ならまち散歩で目指す店の候補として挙げる人の多い「カナカナ」はおよそ築100年の奈良町家で昼、夜変わらず内容盛だくさんのおいしい定食が食べられるお店です。古の息遣いを感じる奈良町家に並ぶマトリョーシカなどのロシア雑貨もセンスに溢れていますよ。
ならまちの人気店「カナカナ」の魅力に迫る、その1 建物
元興寺旧境内を中心とした地域「ならまち」。駅からは少し離れますが「カナカナ」があるのは、元興寺の西、公納堂町という、かつて禅定院(元興寺の境内にあった小さな寺)の公納所があった場所で、いわば「ならまち」の中心的なエリア。このあたりには、「カナカナ」と同じように古いたたずまいの家屋が多く残り、時の流れが止まったような懐かしい景色がそこかしこに見られます。
オーナーの植島さんにこの物件との出合いを伺うと、空き家になっていた2階建のこの古民家を初めて内見に訪れたときは、おどろおどろしいほど古めかしく「薄気味悪い」とすら思ったそうです。
でも、中をよく見ると家を構成するパーツのひとつひとつに趣があり、「手入れをしたら変わるかもしれない」そう感じたそうです。そこから往時の姿を復元するように、丁寧に掃除をし、清拭きして学生の頃からの夢だったカフェを始めました。

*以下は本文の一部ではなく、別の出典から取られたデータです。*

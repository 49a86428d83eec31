//! Mirror database connection pool
//!
//! Opening a pool also brings the catalog schema up to date. The schema
//! version lives in SQLite's `user_version` header field:
//!
//! - `0` is a brand new file, or one written before versioning existed;
//!   the catalog DDL is idempotent, so both are upgraded in place
//! - [`SCHEMA_VERSION`] is current and nothing runs
//! - anything newer was written by a later release and is refused, since
//!   this build would silently drop columns it does not know about

use std::path::Path;
use std::time::Duration;

use sqlx::sqlite::{SqliteConnectOptions, SqliteJournalMode, SqlitePool, SqlitePoolOptions};

use crate::CacheError;

/// Catalog schema version this build reads and writes
pub const SCHEMA_VERSION: i64 = 1;

/// One sync writer plus the schedulers and CLI readers
const MAX_CONNECTIONS: u32 = 5;

/// Bulk upserts of a large library page hold the write lock for a while
const BUSY_TIMEOUT: Duration = Duration::from_secs(5);

const CATALOG_SCHEMA: &str = include_str!("migrations/20261001_catalog.sql");

/// Pool of SQLite connections shared by the engine, the schedulers and
/// the CLI
#[derive(Clone)]
pub struct DatabasePool {
    pool: SqlitePool,
    schema_version: i64,
}

impl DatabasePool {
    /// Opens (creating if needed) the mirror database at `db_path`
    ///
    /// # Errors
    ///
    /// Returns `CacheError::ConnectionFailed` if the file cannot be opened,
    /// `CacheError::UnsupportedSchema` if it was written by a newer release,
    /// or `CacheError::MigrationFailed` if the schema upgrade fails.
    pub async fn new(db_path: &Path) -> Result<Self, CacheError> {
        if let Some(parent) = db_path.parent() {
            std::fs::create_dir_all(parent).map_err(|e| {
                CacheError::ConnectionFailed(format!(
                    "Failed to create database directory {}: {}",
                    parent.display(),
                    e
                ))
            })?;
        }

        let options = SqliteConnectOptions::new()
            .filename(db_path)
            .create_if_missing(true)
            .journal_mode(SqliteJournalMode::Wal)
            .busy_timeout(BUSY_TIMEOUT);

        let pool = SqlitePoolOptions::new()
            .max_connections(MAX_CONNECTIONS)
            .connect_with(options)
            .await
            .map_err(|e| {
                CacheError::ConnectionFailed(format!(
                    "Failed to open mirror database at {}: {}",
                    db_path.display(),
                    e
                ))
            })?;

        let schema_version = Self::prepare(&pool).await?;
        tracing::info!(path = %db_path.display(), schema_version, "Mirror database opened");

        Ok(Self {
            pool,
            schema_version,
        })
    }

    /// Creates an in-memory mirror for tests
    ///
    /// Uses a single connection because SQLite in-memory databases are
    /// per-connection.
    pub async fn in_memory() -> Result<Self, CacheError> {
        let pool = SqlitePoolOptions::new()
            .max_connections(1)
            .connect("sqlite::memory:")
            .await
            .map_err(|e| {
                CacheError::ConnectionFailed(format!("Failed to create in-memory database: {}", e))
            })?;

        let schema_version = Self::prepare(&pool).await?;

        Ok(Self {
            pool,
            schema_version,
        })
    }

    pub fn pool(&self) -> &SqlitePool {
        &self.pool
    }

    /// Schema version the file carries after opening
    pub fn schema_version(&self) -> i64 {
        self.schema_version
    }

    /// Checks the stored schema version and upgrades older files
    async fn prepare(pool: &SqlitePool) -> Result<i64, CacheError> {
        let (found,): (i64,) = sqlx::query_as("PRAGMA user_version")
            .fetch_one(pool)
            .await
            .map_err(|e| {
                CacheError::ConnectionFailed(format!("Failed to read schema version: {}", e))
            })?;

        if found > SCHEMA_VERSION {
            return Err(CacheError::UnsupportedSchema {
                found,
                supported: SCHEMA_VERSION,
            });
        }
        if found == SCHEMA_VERSION {
            return Ok(found);
        }

        sqlx::raw_sql(CATALOG_SCHEMA)
            .execute(pool)
            .await
            .map_err(|e| {
                CacheError::MigrationFailed(format!("Failed to apply catalog schema: {}", e))
            })?;

        // PRAGMA arguments cannot be bound
        sqlx::raw_sql(&format!("PRAGMA user_version = {SCHEMA_VERSION}"))
            .execute(pool)
            .await
            .map_err(|e| {
                CacheError::MigrationFailed(format!("Failed to stamp schema version: {}", e))
            })?;

        tracing::debug!(from = found, to = SCHEMA_VERSION, "Catalog schema upgraded");
        Ok(SCHEMA_VERSION)
    }
}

明治期までの町家に特徴的な厨子二階(つしにかい)の開口部には格子が嵌め込まれており、かつてハシリニワがあった部分には、吹き抜けの火袋があり、おくどさんの名残もあります。白壁に塗り込められた柱も町家ならではの風情があります。
テーブルや椅子はレトロで、かつ、身近な空気を漂わせるものを選ばれており、なんとなく懐かしい気持ちにさせてくれます。
ならまちの人気店「カナカナ」の魅力に迫る、その2 食事
奈良町家の雰囲気はもちろんリピーターを惹きつけるのが昼も夜も同じ値段で提供される「カナカナごはん」。この日の内容は、タラの唐揚げ和風トマトソース、えのきと小松菜のおひたし、豚とトマトの坦々湯豆腐、柿の白和え、こんにゃくの含め煮、高菜のせご飯、味噌汁、ルビーグレープフルーツの寒天。酸味、甘み、ピリ辛さ、さまざまな味覚をバランスよく味わえる構成です。

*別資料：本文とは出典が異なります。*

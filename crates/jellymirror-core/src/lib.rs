//! Jellymirror Core - Domain types and ports for the catalog mirror
//!
//! This crate contains the hexagonal architecture core with:
//! - **Domain entities** - `Library`, `LibraryItem`, `Season`, `Episode`, `ItemInfo`,
//!   `User`, `PlaybackActivity`, `TaskRun`
//! - **Record mapping** - pure translation of remote records into local rows
//! - **Port definitions** - Traits for adapters: `IMediaSource`, `ICatalogStore`,
//!   `ITaskLog`, `IProgressSink`
//! - **Configuration** - the YAML configuration file
//!
//! # Architecture
//!
//! The domain module holds plain data with no I/O. Ports define the trait
//! interfaces that the cache, client and audit crates implement, and the
//! sync crate drives them.

pub mod config;
pub mod domain;
pub mod mapping;
pub mod ports;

さらに食後の飲み物にコーヒー、アメリカンコーヒー、紅茶、7種類のハーブティーの中から好きなものを1つ選べます。この内容で1595円。観光地のならまちにおいて驚きの良心価格です。しかも、昼も夜も同じ値段。リピートする人が多いのも納得です。
さっそく実食。メインの「タラの唐揚げ 和風トマトソース」。生のトマトを丁寧にピューレしてソースに仕立ててあります。だからソースと呼ぶよりもスープといったほうがよいくらいやさしい味。一滴残らず飲み干したくなります。
そして植島さんが大事にするのは料理のぬくもり。メインディッシュはもちろん副菜でも温かく食べたほうがおいしいものは温かく。冬に近づくにつれて温かい料理が増えていきます。
例えばこの日の一品の中だと「えのきと小松菜のおひたし」。もちろん冷たくてもおいしいのですが、日に日に寒くなってくるこの季節、一品の小鉢が温かいのはとてもうれしいことです。ほのかに香る柚子の風味も上品で、すべての料理が手抜きなく丁寧に作られていることがよくわかります。
ここも見たい、あの店も見たい、と予定どおりには動けないほど魅力的なならまちだから、どんな時間でも同じものを同じ値段で食べられるようにと「カナカナごはん」は通し営業の営業時間中、いつでも注文することができます。ならまちを旅する旅人の気持ちに寄り添ってくれるステキなお店です。
ならまちの人気店「カナカナ」の魅力に迫る、その3 スイーツ
「カナカナ」といえば、フォトジェニックなデザートがSNSで人気なのですが、今回ご紹介するのは王道の真っ白なチーズケーキ。白いチーズケーキといえばレアチーズかなと思いますが、レアではなく、そしてベイクドでもない。3時間かけて蒸し焼きにした手間のかかったチーズケーキです。
濃厚、でも重すぎない。レアとベイクドの間のようなチーズケーキ。しっかりとしたかたさもあり、まったりとし食感がクセになりそうです。
姉妹店に自家焙煎コーヒーを提供する「BOLIKCOFFEE(ボリクコーヒー)」がありますが、こちらのコーヒーは開店当時のまま岐阜の「milou(ミル)」の焙煎豆。常連さんが味が変わって悲しまないようにとの心遣いです。